What this task involves:
Below are records. Find each line in them that holds the word "TokioCommand" and copy it.

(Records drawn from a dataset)
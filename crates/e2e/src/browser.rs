//! Playwright browser automation
//!
//! Each [`UiFlow`] becomes one Node script driving one browser, so login
//! state in localStorage survives for the whole flow. The script always
//! closes the browser in a `finally` block, and the node process is killed
//! if the flow overruns its time budget or the session is dropped.

use std::collections::HashMap;
use std::io::ErrorKind;
use std::path::PathBuf;
use std::process::Stdio;
use std::time::{Duration, Instant};

use serde::Deserialize;
use serde_json::Value;
use storefront_common::{BrowserKind, HarnessConfig, Viewport};
use tokio::process::Command as TokioCommand;
use tracing::{debug, warn};

use crate::error::{E2eError, E2eResult};
use crate::steps::{UiFlow, UiStep};

/// Values captured by a flow, keyed by capture name
#[derive(Debug, Clone, Default, PartialEq)]
pub struct UiRun {
    pub captures: HashMap<String, Value>,
    pub duration_ms: u64,
}

impl UiRun {
    pub fn get(&self, name: &str) -> Option<&Value> {
        self.captures.get(name)
    }

    /// A probe result; anything but `true` reads as false
    pub fn flag(&self, name: &str) -> bool {
        matches!(self.captures.get(name), Some(Value::Bool(true)))
    }

    pub fn text(&self, name: &str) -> Option<&str> {
        self.captures.get(name).and_then(Value::as_str)
    }

    /// A number, or text that parses as one (badge counters, quantities)
    pub fn int(&self, name: &str) -> Option<i64> {
        match self.captures.get(name)? {
            Value::Number(n) => n.as_i64(),
            Value::String(s) => s.trim().parse().ok(),
            _ => None,
        }
    }

    pub fn count(&self, name: &str) -> usize {
        self.int(name).and_then(|n| usize::try_from(n).ok()).unwrap_or(0)
    }
}

#[derive(Debug, Deserialize)]
struct ScriptReport {
    success: bool,
    #[serde(default)]
    error: Option<String>,
    #[serde(default)]
    captures: HashMap<String, Value>,
}

/// Browser owned by one scenario
#[derive(Debug)]
pub struct BrowserSession {
    ui_root: String,
    browser: BrowserKind,
    headless: bool,
    viewport: Viewport,
    step_timeout: Duration,
    screenshot_dir: PathBuf,
    flows_run: usize,
}

impl BrowserSession {
    pub fn new(config: &HarnessConfig) -> Self {
        Self {
            ui_root: config.ui_root().to_string(),
            browser: config.browser,
            headless: config.headless,
            viewport: config.viewport,
            step_timeout: config.request_timeout(),
            screenshot_dir: config.screenshot_dir.clone(),
            flows_run: 0,
        }
    }

    pub fn flows_run(&self) -> usize {
        self.flows_run
    }

    /// Run `flow` in a fresh browser and return what it captured.
    ///
    /// A failing step aborts the flow with [`E2eError::Browser`]; observing
    /// steps never fail.
    pub async fn run(&mut self, flow: &UiFlow) -> E2eResult<UiRun> {
        if flow.is_empty() {
            return Ok(UiRun::default());
        }
        if flow
            .steps
            .iter()
            .any(|step| matches!(step, UiStep::Screenshot { .. }))
        {
            std::fs::create_dir_all(&self.screenshot_dir)?;
        }

        let start = Instant::now();
        self.flows_run += 1;
        debug!(
            "Running browser flow #{} ({} steps)",
            self.flows_run,
            flow.steps.len()
        );

        let report = self.run_script(&self.build_script(&flow.steps), flow.steps.len()).await?;
        let duration_ms = start.elapsed().as_millis() as u64;

        if !report.success {
            debug!("Captures before failure: {:?}", report.captures);
            return Err(E2eError::Browser(
                report.error.unwrap_or_else(|| "unknown error".to_string()),
            ));
        }

        Ok(UiRun {
            captures: report.captures,
            duration_ms,
        })
    }

    /// Build the Node script for a list of steps
    pub fn build_script(&self, steps: &[UiStep]) -> String {
        let mut script = format!(
            r#"const {{ chromium, firefox, webkit }} = require('playwright');

(async () => {{
  const captures = {{}};
  let failure = null;
  const browser = await {browser}.launch({{ headless: {headless} }});
  try {{
    const context = await browser.newContext({{
      viewport: {{ width: {width}, height: {height} }}
    }});
    const page = await context.newPage();
    page.setDefaultTimeout({timeout});
    const baseUrl = {base_url};
"#,
            browser = self.browser.as_str(),
            headless = self.headless,
            width = self.viewport.width,
            height = self.viewport.height,
            timeout = self.timeout_ms(None),
            base_url = js(&self.ui_root),
        );

        for (i, step) in steps.iter().enumerate() {
            script.push_str(&format!("\n    // Step {}: {}\n", i + 1, step.label()));
            script.push_str(&self.step_to_js(step));
            script.push('\n');
        }

        script.push_str(
            r#"  } catch (error) {
    failure = error.message;
  } finally {
    await browser.close();
  }
  console.log(JSON.stringify({ success: failure === null, error: failure, captures }));
  process.exit(failure === null ? 0 : 1);
})();
"#,
        );

        script
    }

    fn timeout_ms(&self, step_timeout: Option<u64>) -> u64 {
        step_timeout.unwrap_or(self.step_timeout.as_millis() as u64)
    }

    fn step_to_js(&self, step: &UiStep) -> String {
        match step {
            UiStep::Navigate { path } => {
                format!("    await page.goto(baseUrl + {});", js(path))
            }
            UiStep::Click { selector } => format!("    await page.click({});", js(selector)),
            UiStep::Fill { selector, value } => {
                format!("    await page.fill({}, {});", js(selector), js(value))
            }
            UiStep::Check { selector } => format!("    await page.check({});", js(selector)),
            UiStep::WaitFor {
                selector,
                state,
                timeout_ms,
            } => format!(
                "    await page.waitForSelector({}, {{ state: '{}', timeout: {} }});",
                js(selector),
                state.as_str(),
                self.timeout_ms(*timeout_ms)
            ),
            UiStep::WaitForText {
                selector,
                text,
                timeout_ms,
            } => format!(
                r#"    await page.waitForFunction(([s, t]) => {{
      const el = document.querySelector(s);
      return !!el && el.innerText.trim() === t;
    }}, [{}, {}], {{ timeout: {} }}).catch(() => {{}});"#,
                js(selector),
                js(text),
                self.timeout_ms(*timeout_ms)
            ),
            UiStep::WaitForCount {
                selector,
                count,
                timeout_ms,
            } => format!(
                r#"    await page.waitForFunction(([s, n]) => document.querySelectorAll(s).length === n,
      [{}, {}], {{ timeout: {} }}).catch(() => {{}});"#,
                js(selector),
                count,
                self.timeout_ms(*timeout_ms)
            ),
            UiStep::Probe {
                name,
                selector,
                timeout_ms,
            } => format!(
                "    captures[{}] = await page.waitForSelector({}, {{ state: 'visible', timeout: {} }}).then(() => true, () => false);",
                js(name),
                js(selector),
                self.timeout_ms(*timeout_ms)
            ),
            UiStep::UrlContains {
                name,
                fragment,
                timeout_ms,
            } => format!(
                "    captures[{}] = await page.waitForURL(url => url.toString().includes({}), {{ timeout: {} }}).then(() => true, () => false);",
                js(name),
                js(fragment),
                self.timeout_ms(*timeout_ms)
            ),
            UiStep::ReadText {
                name,
                selector,
                timeout_ms,
            } => format!(
                "    captures[{}] = await page.locator({}).first().innerText({{ timeout: {} }}).then(t => t.trim(), () => null);",
                js(name),
                js(selector),
                self.timeout_ms(*timeout_ms)
            ),
            UiStep::Count { name, selector } => format!(
                "    captures[{}] = await page.locator({}).count();",
                js(name),
                js(selector)
            ),
            UiStep::ReadStorage { name, key } => format!(
                "    captures[{}] = await page.evaluate(k => window.localStorage.getItem(k), {});",
                js(name),
                js(key)
            ),
            UiStep::AcceptDialogs => {
                "    page.on('dialog', dialog => dialog.accept().catch(() => {}));".to_string()
            }
            UiStep::Reload => "    await page.reload();".to_string(),
            UiStep::Sleep { ms } => format!("    await page.waitForTimeout({});", ms),
            UiStep::Screenshot { name } => {
                let path = self.screenshot_dir.join(format!("{}.png", name));
                format!(
                    "    await page.screenshot({{ path: {}, fullPage: true }});",
                    js(&path.to_string_lossy())
                )
            }
        }
    }

    async fn run_script(&self, script: &str, step_count: usize) -> E2eResult<ScriptReport> {
        let temp_dir = tempfile::tempdir()?;
        let script_path = temp_dir.path().join("flow.js");
        tokio::fs::write(&script_path, script).await?;

        let mut cmd = TokioCommand::new("node");
        cmd.arg(&script_path)
            .stdout(Stdio::piped())
            .stderr(Stdio::piped())
            .kill_on_drop(true);

        // Resolve `playwright` from the working directory, not the temp dir
        if std::env::var_os("NODE_PATH").is_none() {
            let cwd = std::env::current_dir()?;
            cmd.env("NODE_PATH", cwd.join("node_modules"));
        }

        let child = cmd.spawn().map_err(|e| match e.kind() {
            ErrorKind::NotFound => E2eError::PlaywrightNotFound,
            _ => E2eError::Io(e),
        })?;

        let budget = self.step_timeout * (step_count as u32 + 2);
        let output = match tokio::time::timeout(budget, child.wait_with_output()).await {
            Ok(output) => output?,
            Err(_) => {
                warn!("Browser flow exceeded {:?}, killed", budget);
                return Err(E2eError::Browser(format!(
                    "flow did not finish within {:?}",
                    budget
                )));
            }
        };

        let stdout = String::from_utf8_lossy(&output.stdout);
        let stderr = String::from_utf8_lossy(&output.stderr);

        if stderr.contains("Cannot find module 'playwright'") {
            return Err(E2eError::PlaywrightNotFound);
        }

        parse_report(&stdout).ok_or_else(|| {
            E2eError::Playwright(format!(
                "Script produced no report:\nstdout: {}\nstderr: {}",
                stdout, stderr
            ))
        })
    }
}

/// The report is the last JSON line the script prints
fn parse_report(stdout: &str) -> Option<ScriptReport> {
    stdout
        .lines()
        .rev()
        .filter(|line| line.trim_start().starts_with('{'))
        .find_map(|line| serde_json::from_str(line).ok())
}

/// JavaScript string literal for `s`
fn js(s: &str) -> String {
    Value::String(s.to_string()).to_string()
}

#[cfg(test)]
mod tests {
    use super::*;
    use crate::steps::WaitState;

    fn session() -> BrowserSession {
        let config = HarnessConfig {
            base_url: "http://localhost:3000/".to_string(),
            timeout: 7,
            headless: true,
            ..Default::default()
        };
        BrowserSession::new(&config)
    }

    #[test]
    fn test_build_script_structure() {
        let script = session().build_script(&[
            UiStep::navigate("/login"),
            UiStep::fill("email-input", "user@test.com"),
            UiStep::probe("error", "error-message", 3000),
        ]);

        assert!(script.contains("chromium.launch({ headless: true })"));
        assert!(script.contains(r#"const baseUrl = "http://localhost:3000";"#));
        assert!(script.contains("page.setDefaultTimeout(7000)"));
        assert!(script.contains("// Step 2: fill:"));
        assert!(script.contains(r#"captures["error"]"#));
        assert!(script.contains("timeout: 3000"));
        assert!(script.contains("finally {\n    await browser.close();"));
    }

    #[test]
    fn test_values_are_escaped() {
        let script = session().build_script(&[UiStep::fill("name-input", "O'Brien \"x\"\n")]);
        assert!(script.contains(r#""O'Brien \"x\"\n""#));
    }

    #[test]
    fn test_wait_state_rendered() {
        let script = session().build_script(&[UiStep::WaitFor {
            selector: "#modal".to_string(),
            state: WaitState::Hidden,
            timeout_ms: Some(1500),
        }]);
        assert!(script.contains("state: 'hidden', timeout: 1500"));
    }

    #[test]
    fn test_wait_count_does_not_fail_the_flow() {
        let script = session().build_script(&[UiStep::wait_count("product-card-", 0, 2000)]);
        assert!(script.contains(r#"["[data-testid^=\"product-card-\"]", 0]"#));
        assert!(script.contains("timeout: 2000 }).catch(() => {});"));
    }

    #[test]
    fn test_parse_report_takes_last_json_line() {
        let stdout = "noise\n{\"not\": \"a report\"\n{\"success\": true, \"error\": null, \"captures\": {\"badge\": \"3\", \"ok\": true}}\n";
        let report = parse_report(stdout).unwrap();
        assert!(report.success);

        let run = UiRun {
            captures: report.captures,
            duration_ms: 0,
        };
        assert_eq!(run.int("badge"), Some(3));
        assert!(run.flag("ok"));
        assert!(!run.flag("missing"));
        assert_eq!(run.count("missing"), 0);
    }

    #[test]
    fn test_parse_report_none_without_json() {
        assert!(parse_report("Error: boom\n    at foo").is_none());
    }
}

Reply to the task:
use tokio::process::Command as TokioCommand;
        let mut cmd = TokioCommand::new("node");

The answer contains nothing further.